In addition to IFNγ, IL-12 is responsible for Th1 cell stimulation, differentiation, and function and plays a central role in the pathology of MS [37]. In this study, IL-12 was reduced in the BMSC-treated group and further reduced in the SVF-treated group. Although this is the first study to show that SVF treatment reduced the levels of IL-12, BMSCs have been shown to reduce levels of IL-12 in a chronic EAE model [56, 57]. Interestingly, murine BMSCs were shown to exert opposing effects on Th1 cells depending on the time of disease onset and the level of effector T-cell activation, suppressing all T cells when administered early during T-cell activation and able to decrease IFNγ and increase IL-17 once T cells become activated [58]. These results indicate that IL-12 may play an important mechanistic role during the increased potency of SVF-based therapy. It is possible that the SVF cells, beyond their ex vivo expanded ASC counterpart, have the ability to further reduce the level of effector T-cell activation, keeping the disease in a more naïve state by reducing IL-12, and therefore Th1 stimulation and differentiation. Whether this is a result of the ASCs being uncultured and retaining more of their in vivo properties, is a result of the SVF being administered in a heterogeneous population, or is a product resulting from the interaction of ASCs with one of the other cell types present remains unclear.

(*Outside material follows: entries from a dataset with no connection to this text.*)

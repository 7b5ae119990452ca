//! Per-peer presence state synchronized from the network
//!
//! A [`RemotePlayer`] is the local client's record of one remote
//! participant. Inbound field updates mutate it asynchronously relative to
//! the simulation tick; each field is written independently, so an update
//! may move `x` without touching `y`. The reconciler is the only writer of
//! `position`, the negotiator the only writer of `call_active`.

use glam::Vec2;
use serde_json::Value;

use super::PeerId;

/// Depth shift applied on top of the y-sort when the peer is sitting.
///
/// Sitting poses overlap the furniture sprite, so the draw order is nudged
/// per facing direction: a peer sitting facing up is drawn behind the
/// chair back, the other directions in front of it.
fn sit_depth_shift(direction: &str) -> f32 {
    match direction {
        "up" => -10.0,
        "down" | "left" | "right" => 10.0,
        _ => 0.0,
    }
}

/// State record for one remote participant.
#[derive(Debug, Clone)]
pub struct RemotePlayer {
    pub id: PeerId,
    pub display_name: String,

    /// Rendered position, advanced toward `target_position` once per tick.
    pub position: Vec2,
    /// Last received authoritative position. Written by inbound updates only.
    pub target_position: Vec2,

    /// Last received animation key, format `"{texture}_{state}_{direction}"`.
    pub animation_key: String,

    pub ready_to_connect: bool,
    pub media_connected: bool,

    /// Whether a media call with this peer is currently open.
    /// Written only by the negotiator (and registry teardown).
    pub call_active: bool,

    /// Elapsed time since the last call-state transition for this pair.
    /// Accumulates every tick, reset to zero exactly at transitions.
    pub connection_cooldown_ms: f32,

    /// Timestamp of the previous reconciliation. `None` until the first
    /// reconcile runs, which disables the staleness snap (no baseline yet).
    pub last_reconcile_ms: Option<f64>,
}

impl RemotePlayer {
    pub fn new(id: PeerId, name: impl Into<String>, x: f32, y: f32) -> Self {
        let position = Vec2::new(x, y);
        Self {
            id,
            display_name: name.into(),
            position,
            target_position: position,
            animation_key: String::new(),
            ready_to_connect: false,
            media_connected: false,
            call_active: false,
            connection_cooldown_ms: 0.0,
            last_reconcile_ms: None,
        }
    }

    /// Apply one inbound field update from the messaging layer.
    ///
    /// Updates arrive in arbitrary order and are applied as independent
    /// per-field writes. A value of the wrong type is dropped for that
    /// field only; unknown field names are ignored. Nothing here fails:
    /// a dropped update is superseded by the next one.
    pub fn apply_update(&mut self, field: &str, value: &Value) {
        match field {
            "name" => match value {
                Value::String(s) => self.display_name = s.clone(),
                _ => self.drop_field(field, value),
            },
            "x" => match value.as_f64() {
                Some(n) => self.target_position.x = n as f32,
                None => self.drop_field(field, value),
            },
            "y" => match value.as_f64() {
                Some(n) => self.target_position.y = n as f32,
                None => self.drop_field(field, value),
            },
            "anim" => match value {
                Value::String(s) => self.animation_key = s.clone(),
                _ => self.drop_field(field, value),
            },
            "readyToConnect" => match value {
                Value::Bool(b) => self.ready_to_connect = *b,
                _ => self.drop_field(field, value),
            },
            "videoConnected" => match value {
                Value::Bool(b) => self.media_connected = *b,
                _ => self.drop_field(field, value),
            },
            _ => log::debug!("peer {}: ignoring unknown field {:?}", self.id, field),
        }
    }

    fn drop_field(&self, field: &str, value: &Value) {
        log::debug!(
            "peer {}: dropping field {:?} with mismatched value {:?}",
            self.id,
            field,
            value
        );
    }

    /// Draw-order depth for the renderer.
    ///
    /// Entities y-sort; a sitting pose additionally shifts by a fixed
    /// offset keyed on the facing direction so the peer interleaves
    /// correctly with the furniture. Output attribute only - no
    /// reconciliation invariant depends on it.
    pub fn render_depth(&self) -> f32 {
        let mut parts = self.animation_key.split('_');
        let _texture = parts.next();
        let state = parts.next();
        let direction = parts.next();

        let shift = match (state, direction) {
            (Some("sit"), Some(dir)) => sit_depth_shift(dir),
            _ => 0.0,
        };
        self.position.y + shift
    }
}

Although BMSCs have been shown to reduce TNFα levels by direct contact in vitro, this study showed that intraperitoneal injection of neither BMSCs, ASCs, or SVF cells affected TNFα levels in an EAE model [48]. This may be due to the BMSCs being injected locally, murine BMSCs utilizing a different mechanism, or the studies being administered at a different time points during T-cell activation and differentiation. This also reiterates the speculation that the timing of stem cell interaction with T cells may drastically change immunomodulatory results and, therefore, disease progression.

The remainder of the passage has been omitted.